[Material for this task Boundary: Start]
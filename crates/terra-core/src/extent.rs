//! Pixel windows
//!
//! [`PixelBox`] is a half-open integer window `[ymin, ymax) x [xmin, xmax)`
//! used for raster extents and chip windows.

use std::fmt;

use geo::{Coord, Polygon, Rect};
use serde::{Deserialize, Serialize};

/// Integer pixel window
#[derive(Debug, Clone, Copy, PartialEq, Eq, Hash, Serialize, Deserialize)]
pub struct PixelBox {
    pub ymin: u32,
    pub xmin: u32,
    pub ymax: u32,
    pub xmax: u32,
}

impl PixelBox {
    /// Create box, ordering the corners
    #[inline]
    #[must_use]
    pub fn new(ymin: u32, xmin: u32, ymax: u32, xmax: u32) -> Self {
        Self {
            ymin: ymin.min(ymax),
            xmin: xmin.min(xmax),
            ymax: ymin.max(ymax),
            xmax: xmin.max(xmax),
        }
    }

    /// Box anchored at the origin
    #[inline]
    #[must_use]
    pub fn from_size(height: u32, width: u32) -> Self {
        Self::new(0, 0, height, width)
    }

    #[inline]
    #[must_use]
    pub fn height(&self) -> u32 {
        self.ymax - self.ymin
    }

    #[inline]
    #[must_use]
    pub fn width(&self) -> u32 {
        self.xmax - self.xmin
    }

    #[inline]
    #[must_use]
    pub fn area(&self) -> u64 {
        u64::from(self.height()) * u64::from(self.width())
    }

    #[inline]
    #[must_use]
    pub fn is_empty(&self) -> bool {
        self.area() == 0
    }

    /// Whether `other` lies entirely inside this box
    #[inline]
    #[must_use]
    pub fn contains(&self, other: &PixelBox) -> bool {
        other.ymin >= self.ymin
            && other.xmin >= self.xmin
            && other.ymax <= self.ymax
            && other.xmax <= self.xmax
    }

    /// Overlapping region, if any
    #[must_use]
    pub fn intersection(&self, other: &PixelBox) -> Option<PixelBox> {
        let ymin = self.ymin.max(other.ymin);
        let xmin = self.xmin.max(other.xmin);
        let ymax = self.ymax.min(other.ymax);
        let xmax = self.xmax.min(other.xmax);
        (ymin < ymax && xmin < xmax).then_some(PixelBox { ymin, xmin, ymax, xmax })
    }

    /// Rectangle in pixel coordinates (x = column, y = row)
    #[inline]
    #[must_use]
    pub fn to_rect(&self) -> Rect<f64> {
        Rect::new(
            Coord {
                x: f64::from(self.xmin),
                y: f64::from(self.ymin),
            },
            Coord {
                x: f64::from(self.xmax),
                y: f64::from(self.ymax),
            },
        )
    }

    #[inline]
    #[must_use]
    pub fn to_polygon(&self) -> Polygon<f64> {
        self.to_rect().to_polygon()
    }

    /// Sliding windows of `size` pixels stepped by `stride`
    ///
    /// Windows are clipped to this box; edge windows may be smaller than
    /// `size`. Row-major order. A zero `size` or `stride` yields nothing.
    #[must_use]
    pub fn windows(&self, size: u32, stride: u32) -> Vec<PixelBox> {
        if size == 0 || stride == 0 || self.is_empty() {
            return Vec::new();
        }

        let mut windows = Vec::new();
        let mut y = self.ymin;
        while y < self.ymax {
            let mut x = self.xmin;
            while x < self.xmax {
                windows.push(PixelBox::new(
                    y,
                    x,
                    y.saturating_add(size).min(self.ymax),
                    x.saturating_add(size).min(self.xmax),
                ));
                x = x.saturating_add(stride);
            }
            y = y.saturating_add(stride);
        }
        windows
    }
}

impl fmt::Display for PixelBox {
    fn fmt(&self, f: &mut fmt::Formatter<'_>) -> fmt::Result {
        write!(f, "[{}, {}, {}, {}]", self.ymin, self.xmin, self.ymax, self.xmax)
    }
}

#[cfg(test)]
mod tests {
    use super::*;

    #[test]
    fn new_orders_corners() {
        let b = PixelBox::new(10, 20, 0, 5);
        assert_eq!(b, PixelBox::new(0, 5, 10, 20));
        assert_eq!(b.height(), 10);
        assert_eq!(b.width(), 15);
        assert_eq!(b.area(), 150);
    }

    #[test]
    fn contains_and_intersection() {
        let extent = PixelBox::from_size(100, 100);
        let inner = PixelBox::new(10, 10, 20, 20);
        let straddling = PixelBox::new(90, 90, 110, 110);

        assert!(extent.contains(&inner));
        assert!(!extent.contains(&straddling));
        assert_eq!(extent.intersection(&straddling), Some(PixelBox::new(90, 90, 100, 100)));
        assert_eq!(inner.intersection(&PixelBox::new(50, 50, 60, 60)), None);
    }

    #[test]
    fn windows_cover_extent() {
        let extent = PixelBox::from_size(5, 5);
        let windows = extent.windows(2, 2);

        assert_eq!(windows.len(), 9);
        assert_eq!(windows[0], PixelBox::new(0, 0, 2, 2));
        assert_eq!(windows[8], PixelBox::new(4, 4, 5, 5));
        assert_eq!(windows.iter().map(PixelBox::area).sum::<u64>(), extent.area());
    }

    #[test]
    fn windows_degenerate() {
        assert!(PixelBox::from_size(5, 5).windows(0, 1).is_empty());
        assert!(PixelBox::from_size(0, 5).windows(2, 2).is_empty());
    }

    #[test]
    fn display() {
        assert_eq!(PixelBox::new(1, 2, 3, 4).to_string(), "[1, 2, 3, 4]");
    }
}
//! Persisted config documents
//!
//! JSON/YAML representation of a config mapping, with file loading by
//! extension. Typed configs are produced through a [`ConfigRegistry`] so
//! that documents written by older releases are upgraded first.

use std::path::Path;

use serde_json::Value as JsonValue;

use crate::config::{json_kind, type_hint_of, Config, ConfigDict, VERSION_KEY};
use crate::error::ConfigError;
use crate::registry::ConfigRegistry;

/// Serialization format of a config document
#[derive(Debug, Clone, Copy, PartialEq, Eq)]
pub enum ConfigFormat {
    /// `.json`
    Json,
    /// `.yaml` / `.yml`
    Yaml,
}

impl ConfigFormat {
    /// Detect format from a file extension
    ///
    /// # Errors
    /// Returns [`ConfigError::UnsupportedFormat`] for unknown extensions
    pub fn from_path(path: &Path) -> Result<Self, ConfigError> {
        let ext = path
            .extension()
            .and_then(|e| e.to_str())
            .map(str::to_ascii_lowercase)
            .unwrap_or_default();
        match ext.as_str() {
            "json" => Ok(Self::Json),
            "yaml" | "yml" => Ok(Self::Yaml),
            _ => Err(ConfigError::UnsupportedFormat(path.display().to_string())),
        }
    }

    /// Supported file extensions (without dot)
    #[inline]
    #[must_use]
    pub fn extensions(self) -> &'static [&'static str] {
        match self {
            Self::Json => &["json"],
            Self::Yaml => &["yaml", "yml"],
        }
    }
}

/// Untyped config document
#[derive(Debug, Clone, PartialEq, Default)]
pub struct ConfigDocument {
    dict: ConfigDict,
}

impl ConfigDocument {
    /// Create from a mapping
    #[inline]
    #[must_use]
    pub fn new(dict: ConfigDict) -> Self {
        Self { dict }
    }

    /// Create from a JSON value
    ///
    /// # Errors
    /// Returns [`ConfigError::NotAMapping`] unless the value is a mapping
    pub fn from_value(value: JsonValue) -> Result<Self, ConfigError> {
        match value {
            JsonValue::Object(dict) => Ok(Self::new(dict)),
            other => Err(ConfigError::NotAMapping(json_kind(&other).to_string())),
        }
    }

    /// Parse from JSON string
    ///
    /// # Errors
    /// Returns error if JSON is invalid or not a mapping
    pub fn from_json(json: &str) -> Result<Self, ConfigError> {
        Self::from_value(serde_json::from_str(json)?)
    }

    /// Parse from YAML string
    ///
    /// # Errors
    /// Returns error if YAML is invalid or not a mapping
    pub fn from_yaml(yaml: &str) -> Result<Self, ConfigError> {
        Self::from_value(serde_yaml::from_str(yaml)?)
    }

    /// Parse from string in the given format
    ///
    /// # Errors
    /// Returns error if the content is invalid for the format
    pub fn parse(content: &str, format: ConfigFormat) -> Result<Self, ConfigError> {
        match format {
            ConfigFormat::Json => Self::from_json(content),
            ConfigFormat::Yaml => Self::from_yaml(content),
        }
    }

    /// Read a config file, choosing the format from its extension
    ///
    /// # Errors
    /// Returns error on unknown extension, IO failure or invalid content
    pub fn load(path: impl AsRef<Path>) -> Result<Self, ConfigError> {
        let path = path.as_ref();
        let format = ConfigFormat::from_path(path)?;
        let content =
            std::fs::read_to_string(path).map_err(|e| ConfigError::io_error(path, e))?;
        tracing::debug!("Loaded config document from {}", path.display());
        Self::parse(&content, format)
    }

    /// Write a config file, choosing the format from its extension
    ///
    /// # Errors
    /// Returns error on unknown extension, serialization or IO failure
    pub fn save(&self, path: impl AsRef<Path>) -> Result<(), ConfigError> {
        let path = path.as_ref();
        let content = match ConfigFormat::from_path(path)? {
            ConfigFormat::Json => self.to_json()?,
            ConfigFormat::Yaml => self.to_yaml()?,
        };
        std::fs::write(path, content).map_err(|e| ConfigError::io_error(path, e))
    }

    /// Serialize a typed config with version stamps
    ///
    /// # Errors
    /// Returns error if serialization fails or a nested type is unregistered
    pub fn from_config<T: Config>(config: &T, registry: &ConfigRegistry) -> Result<Self, ConfigError> {
        registry.to_dict(config).map(Self::new)
    }

    /// Upgrade and deserialize into a typed config
    ///
    /// # Errors
    /// Returns error if upgrading, deserializing or validating fails
    pub fn into_config<T: Config>(self, registry: &ConfigRegistry) -> Result<T, ConfigError> {
        registry.from_dict(self.dict)
    }

    /// Get the mapping
    #[inline]
    #[must_use]
    pub fn dict(&self) -> &ConfigDict {
        &self.dict
    }

    /// Take the mapping
    #[inline]
    #[must_use]
    pub fn into_dict(self) -> ConfigDict {
        self.dict
    }

    /// Root type hint, if present
    #[inline]
    #[must_use]
    pub fn type_hint(&self) -> Option<&str> {
        type_hint_of(&self.dict)
    }

    /// Root schema version, if present
    #[inline]
    #[must_use]
    pub fn version(&self) -> Option<u64> {
        self.dict.get(VERSION_KEY).and_then(JsonValue::as_u64)
    }

    /// Get a value by JSON pointer
    ///
    /// # Examples
    /// ```
    /// # use terra_config::ConfigDocument;
    /// # use serde_json::json;
    /// let doc = ConfigDocument::from_value(json!({"raster_source": {"uri": "a.tif"}})).unwrap();
    /// assert_eq!(doc.get("/raster_source/uri"), Some(&json!("a.tif")));
    /// ```
    #[inline]
    #[must_use]
    pub fn get(&self, pointer: &str) -> Option<&JsonValue> {
        if pointer.is_empty() {
            return None;
        }
        let mut segments = pointer.trim_start_matches('/').splitn(2, '/');
        let head = segments.next()?;
        let value = self.dict.get(head)?;
        match segments.next() {
            Some(rest) => value.pointer(&format!("/{rest}")),
            None => Some(value),
        }
    }

    /// Serialize to pretty JSON string
    ///
    /// # Errors
    /// Returns error if serialization fails (rare for JSON)
    pub fn to_json(&self) -> Result<String, ConfigError> {
        serde_json::to_string_pretty(&self.dict).map_err(|e| ConfigError::Serialization(e.to_string()))
    }

    /// Serialize to YAML string
    ///
    /// # Errors
    /// Returns error if serialization fails
    pub fn to_yaml(&self) -> Result<String, ConfigError> {
        serde_yaml::to_string(&self.dict).map_err(|e| ConfigError::Serialization(e.to_string()))
    }
}

impl From<ConfigDict> for ConfigDocument {
    fn from(dict: ConfigDict) -> Self {
        Self::new(dict)
    }
}

impl From<ConfigDocument> for JsonValue {
    fn from(doc: ConfigDocument) -> Self {
        JsonValue::Object(doc.dict)
    }
}

#[cfg(test)]
mod tests {
    use super::*;
    use serde_json::json;

    #[test]
    fn document_from_json() {
        let doc = ConfigDocument::from_json(r#"{"type_hint": "scene", "version": 4, "id": "s1"}"#).unwrap();
        assert_eq!(doc.type_hint(), Some("scene"));
        assert_eq!(doc.version(), Some(4));
        assert_eq!(doc.get("/id"), Some(&json!("s1")));
    }

    #[test]
    fn document_from_yaml() {
        let doc = ConfigDocument::from_yaml("type_hint: scene\nid: s1\naoi_uris:\n  - a.geojson\n").unwrap();
        assert_eq!(doc.get("/aoi_uris/0"), Some(&json!("a.geojson")));
        assert_eq!(doc.version(), None);
    }

    #[test]
    fn document_rejects_non_mapping() {
        let err = ConfigDocument::from_json("[1, 2]").unwrap_err();
        assert!(matches!(err, ConfigError::NotAMapping(kind) if kind == "a sequence"));
    }

    #[test]
    fn document_invalid_json() {
        assert!(matches!(
            ConfigDocument::from_json("not valid json"),
            Err(ConfigError::InvalidJson(_))
        ));
    }

    #[test]
    fn format_from_path() {
        assert_eq!(ConfigFormat::from_path(Path::new("a/b.json")).unwrap(), ConfigFormat::Json);
        assert_eq!(ConfigFormat::from_path(Path::new("b.YML")).unwrap(), ConfigFormat::Yaml);
        assert!(ConfigFormat::from_path(Path::new("b.toml")).is_err());
        assert!(ConfigFormat::Yaml.extensions().contains(&"yml"));
    }

    #[test]
    fn save_and_load_both_formats() {
        let dir = tempfile::tempdir().unwrap();
        let doc = ConfigDocument::from_value(json!({
            "type_hint": "scene",
            "version": 5,
            "aoi_uris": ["a.geojson", "b.geojson"],
        }))
        .unwrap();

        for name in ["scene.json", "scene.yaml"] {
            let path = dir.path().join(name);
            doc.save(&path).unwrap();
            let loaded = ConfigDocument::load(&path).unwrap();
            assert_eq!(loaded, doc);
        }
    }

    #[test]
    fn load_missing_file() {
        let err = ConfigDocument::load("/nonexistent/scene.json").unwrap_err();
        assert!(matches!(err, ConfigError::Io { .. }));
    }

    #[test]
    fn get_empty_pointer() {
        let doc = ConfigDocument::default();
        assert_eq!(doc.get(""), None);
        assert_eq!(doc.get("/missing"), None);
    }
}
//! Registration of every config type in this crate

use std::path::Path;

use once_cell::sync::Lazy;
use terra_config::{Config, ConfigDocument, ConfigRegistry, RegistryEntry};

use crate::class_config::ClassConfig;
use crate::dataset_config::DatasetConfig;
use crate::error::DataResult;
use crate::label_source::LabelSourceConfig;
use crate::label_store::LabelStoreConfig;
use crate::pipeline::PipelineConfig;
use crate::raster_source::{RasterSourceConfig, RasterTransformerConfig};
use crate::scene_config::{scene_config_upgrader, SceneConfig};
use crate::vector_source::{geojson_vector_source_upgrader, VectorSourceConfig};
use crate::vector_transformer::VectorTransformerConfig;

static CORE_REGISTRY: Lazy<ConfigRegistry> = Lazy::new(build_core_registry);

/// Registry of every config type in this crate, built once per process
#[must_use]
pub fn core_registry() -> &'static ConfigRegistry {
    &CORE_REGISTRY
}

/// Fresh registry with every config type in this crate
///
/// Start from this to register plugin configs alongside the core ones.
#[must_use]
pub fn build_core_registry() -> ConfigRegistry {
    let mut registry = ConfigRegistry::new();

    registry.register_config::<SceneConfig>(Some(scene_config_upgrader));
    registry.register_config::<ClassConfig>(None);
    registry.register_config::<DatasetConfig>(None);
    registry.register_config::<PipelineConfig>(None);

    registry.register(
        RegistryEntry::new(VectorSourceConfig::GEOJSON_TYPE_HINT, VectorSourceConfig::GEOJSON_VERSION)
            .with_upgrader(geojson_vector_source_upgrader),
    );

    let variants = RasterSourceConfig::TYPE_HINTS
        .into_iter()
        .chain(RasterTransformerConfig::TYPE_HINTS)
        .chain(VectorTransformerConfig::TYPE_HINTS)
        .chain(LabelSourceConfig::TYPE_HINTS)
        .chain(LabelStoreConfig::TYPE_HINTS);
    for type_hint in variants {
        registry.register(RegistryEntry::new(type_hint, 1));
    }

    tracing::debug!("Core registry built with {} config types", registry.len());
    registry
}

/// Load, upgrade and validate a config file against the core registry
///
/// # Errors
/// Returns error if the file cannot be read, upgraded or validated
pub fn load_config<T: Config>(path: impl AsRef<Path>) -> DataResult<T> {
    Ok(ConfigDocument::load(path)?.into_config(core_registry())?)
}

/// Save a config with versions stamped, format chosen by extension
///
/// # Errors
/// Returns error if serialization or writing fails
pub fn save_config<T: Config>(config: &T, path: impl AsRef<Path>) -> DataResult<()> {
    ConfigDocument::from_config(config, core_registry())?.save(path)?;
    Ok(())
}

#[cfg(test)]
mod tests {
    use super::*;

    #[test]
    fn registers_every_type_hint() {
        let registry = core_registry();
        assert_eq!(registry.current_version("scene"), Some(5));
        assert_eq!(registry.current_version("geojson_vector_source"), Some(2));
        assert_eq!(registry.current_version("buffer_transformer"), Some(1));
        assert!(registry.get("scene").is_some_and(RegistryEntry::has_upgrader));
        assert_eq!(registry.len(), 13);
    }

    #[test]
    fn plugins_extend_a_copy() {
        let mut registry = build_core_registry();
        registry.register(RegistryEntry::new("plugin_source", 3));
        assert!(registry.contains("plugin_source"));
        assert!(!core_registry().contains("plugin_source"));
    }
}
[Material for this task Boundary: End]
• **What this task involves**: Up to and including the line that holds "pub fn from_size(height: u32, width: u32)", reproduce the records above exactly from their first line, and give nothing else.

• **Problem solution**:
filename crates/terra-core/src/extent.rs
//! Pixel windows
//!
//! [`PixelBox`] is a half-open integer window `[ymin, ymax) x [xmin, xmax)`
//! used for raster extents and chip windows.

use std::fmt;

use geo::{Coord, Polygon, Rect};
use serde::{Deserialize, Serialize};

/// Integer pixel window
#[derive(Debug, Clone, Copy, PartialEq, Eq, Hash, Serialize, Deserialize)]
pub struct PixelBox {
    pub ymin: u32,
    pub xmin: u32,
    pub ymax: u32,
    pub xmax: u32,
}

impl PixelBox {
    /// Create box, ordering the corners
    #[inline]
    #[must_use]
    pub fn new(ymin: u32, xmin: u32, ymax: u32, xmax: u32) -> Self {
        Self {
            ymin: ymin.min(ymax),
            xmin: xmin.min(xmax),
            ymax: ymin.max(ymax),
            xmax: xmin.max(xmax),
        }
    }

    /// Box anchored at the origin
    #[inline]
    #[must_use]
    pub fn from_size(height: u32, width: u32) -> Self {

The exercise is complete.